Yes Wilson you are correct. The lastIndexOf(int ch, int till) method of the String class probably functions in the following way. When you pass in the first agrument as an int that int is converted to a char. Then the second argument is the no. of characters you want from the String to be searched(simply a substring where the search would be done). Now that substring, is searched backwards or you can say the position of the last occurence of the first agrument(the char to be searched) is returned.

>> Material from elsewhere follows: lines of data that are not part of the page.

//! Snowflake platform
//!
//! Template set and `;` batching for Snowflake. DDL auto-commits, so version
//! transactions are not available. No driver is linked yet.

use crate::connection_string::{lookup, parse_pairs};
use crate::error::{DbError, DbResult};
use crate::traits::{
    driver_not_available, DbConnection, PlatformDataService, PlatformFlags, PlatformOptions,
    SqlTemplates,
};
use async_trait::async_trait;
use yq_sql::SeparatorRule;

static TEMPLATES: SqlTemplates = SqlTemplates {
    check_database_exists: "SELECT COUNT(*) > 0 FROM INFORMATION_SCHEMA.DATABASES WHERE DATABASE_NAME = UPPER('${YUNIQL_DB_NAME}');",
    create_database: "CREATE DATABASE \"${YUNIQL_DB_NAME}\";",
    check_schema_exists: "SELECT COUNT(*) > 0 FROM INFORMATION_SCHEMA.SCHEMATA WHERE SCHEMA_NAME = UPPER('${YUNIQL_SCHEMA_NAME}');",
    create_schema: "CREATE SCHEMA IF NOT EXISTS \"${YUNIQL_DB_NAME}\".\"${YUNIQL_SCHEMA_NAME}\";",
    check_table_exists: "SELECT COUNT(*) > 0 FROM INFORMATION_SCHEMA.TABLES WHERE TABLE_SCHEMA = UPPER('${YUNIQL_SCHEMA_NAME}') AND TABLE_NAME = UPPER('${YUNIQL_TABLE_NAME}');",
    create_table: "CREATE TABLE \"${YUNIQL_DB_NAME}\".\"${YUNIQL_SCHEMA_NAME}\".\"${YUNIQL_TABLE_NAME}\" (
    sequence_id NUMBER NOT NULL IDENTITY START 1 INCREMENT 1,
    version VARCHAR(190) NOT NULL,
    applied_on_utc TIMESTAMP_NTZ(9) NOT NULL,
    applied_by_user VARCHAR(128) NOT NULL,
    applied_by_tool VARCHAR(32) NOT NULL,
    applied_by_tool_version VARCHAR(16) NOT NULL,
    status VARCHAR(32) NOT NULL,
    duration_ms NUMBER NOT NULL,
    checksum VARCHAR(64) NOT NULL,
    failed_script_path VARCHAR(4000) NULL,
    failed_script_error VARCHAR(4000) NULL,
    additional_artifacts VARCHAR(4000) NULL,
    PRIMARY KEY (sequence_id),
    CONSTRAINT ix_${YUNIQL_TABLE_NAME} UNIQUE (version)
);",
    get_current_version: "SELECT version FROM \"${YUNIQL_DB_NAME}\".\"${YUNIQL_SCHEMA_NAME}\".\"${YUNIQL_TABLE_NAME}\" WHERE status = 'Successful';",
    get_all_versions: "SELECT sequence_id, version, applied_on_utc, applied_by_user, applied_by_tool, applied_by_tool_version, status, duration_ms, checksum, failed_script_path, failed_script_error, additional_artifacts FROM \"${YUNIQL_DB_NAME}\".\"${YUNIQL_SCHEMA_NAME}\".\"${YUNIQL_TABLE_NAME}\" ORDER BY sequence_id ASC;",
    insert_version: "INSERT INTO \"${YUNIQL_DB_NAME}\".\"${YUNIQL_SCHEMA_NAME}\".\"${YUNIQL_TABLE_NAME}\" (version, applied_on_utc, applied_by_user, applied_by_tool, applied_by_tool_version, status, duration_ms, checksum, failed_script_path, failed_script_error, additional_artifacts) VALUES ('${YUNIQL_VERSION}', '${YUNIQL_APPLIED_ON_UTC}', '${YUNIQL_APPLIED_BY_USER}', '${YUNIQL_APPLIED_BY_TOOL}', '${YUNIQL_APPLIED_BY_TOOL_VERSION}', '${YUNIQL_STATUS}', ${YUNIQL_DURATION_MS}, '${YUNIQL_CHECKSUM}', NULLIF('${YUNIQL_FAILED_SCRIPT_PATH}', ''), NULLIF('${YUNIQL_FAILED_SCRIPT_ERROR}', ''), NULLIF('${YUNIQL_ADDITIONAL_ARTIFACTS}', ''));",
    update_version: "UPDATE \"${YUNIQL_DB_NAME}\".\"${YUNIQL_SCHEMA_NAME}\".\"${YUNIQL_TABLE_NAME}\" SET applied_on_utc = '${YUNIQL_APPLIED_ON_UTC}', applied_by_user = '${YUNIQL_APPLIED_BY_USER}', applied_by_tool = '${YUNIQL_APPLIED_BY_TOOL}', applied_by_tool_version = '${YUNIQL_APPLIED_BY_TOOL_VERSION}', status = '${YUNIQL_STATUS}', duration_ms = ${YUNIQL_DURATION_MS}, checksum = '${YUNIQL_CHECKSUM}', failed_script_path = NULLIF('${YUNIQL_FAILED_SCRIPT_PATH}', ''), failed_script_error = NULLIF('${YUNIQL_FAILED_SCRIPT_ERROR}', ''), additional_artifacts = NULLIF('${YUNIQL_ADDITIONAL_ARTIFACTS}', '') WHERE version = '${YUNIQL_VERSION}';",
    clear_versions: "DELETE FROM \"${YUNIQL_DB_NAME}\".\"${YUNIQL_SCHEMA_NAME}\".\"${YUNIQL_TABLE_NAME}\";",
};

/// Snowflake platform
pub struct SnowflakePlatform {
    options: PlatformOptions,
}

impl SnowflakePlatform {
    pub fn new(options: PlatformOptions) -> DbResult<Self> {
        let platform = Self { options };
        platform.database_name()?;
        Ok(platform)
    }
}

#[async_trait]
impl PlatformDataService for SnowflakePlatform {
    fn name(&self) -> &'static str {
        "snowflake"
    }

    fn options(&self) -> &PlatformOptions {
        &self.options
    }

    fn flags(&self) -> PlatformFlags {
        PlatformFlags {
            atomic_ddl: false,
            schemas: true,
            batch_sql: true,
            default_schema: Some("PUBLIC"),
        }
    }

    fn templates(&self) -> &'static SqlTemplates {
        &TEMPLATES
    }

    fn default_separator(&self) -> Option<SeparatorRule> {
        Some(SeparatorRule::semicolon())
    }

    fn database_name(&self) -> DbResult<String> {
        let pairs = parse_pairs(&self.options.connection_string);
        lookup(&pairs, &["db", "database"])
            .map(str::to_string)
            .ok_or_else(|| DbError::InvalidConnectionString {
                platform: self.name().to_string(),
                message: "missing db".to_string(),
            })
    }

    async fn connect(&self) -> DbResult<Box<dyn DbConnection>> {
        Err(driver_not_available(self.name()))
    }

    async fn connect_master(&self) -> DbResult<Box<dyn DbConnection>> {
        Err(driver_not_available(self.name()))
    }
}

For example consider a String "1234567890654321"(name the above String str) now when I say str.lastIndexOf('6',3). The first agrument is '6' which means the char 6. Now a substring is created containing the first four(an agrument of 3 means 4 elements because the counting starts from 0) elements namely(1,2,3,4) and the char(6) is searched. Which ofcourse is not present. So the method returns -1. But if we use str.lastIndexOf('6',5) the substring that would be created would contain the elements(1,2,3,4,5,6) in which case the element is found. Now the location that is returned is the actual location of the character in the string, not in respect to any method parameter or so. In this case as 6 is in the fifth position so 5 is returned. In case there are two or more characters present in a string and the same char is used for the search then the last index of the char in the substring that is created would be returned. For example, "123123123" in this case if I search for 3 using "123123123".lastIndexOf('3',6) the new substring would be 1231231 and the position where last three occurs is 5 so the returned value is 5.
The substring creation mentioned in this post is just to explain how it works. I am not sure what approach
java uses, whatever the approach is the answer is the same. So no probs.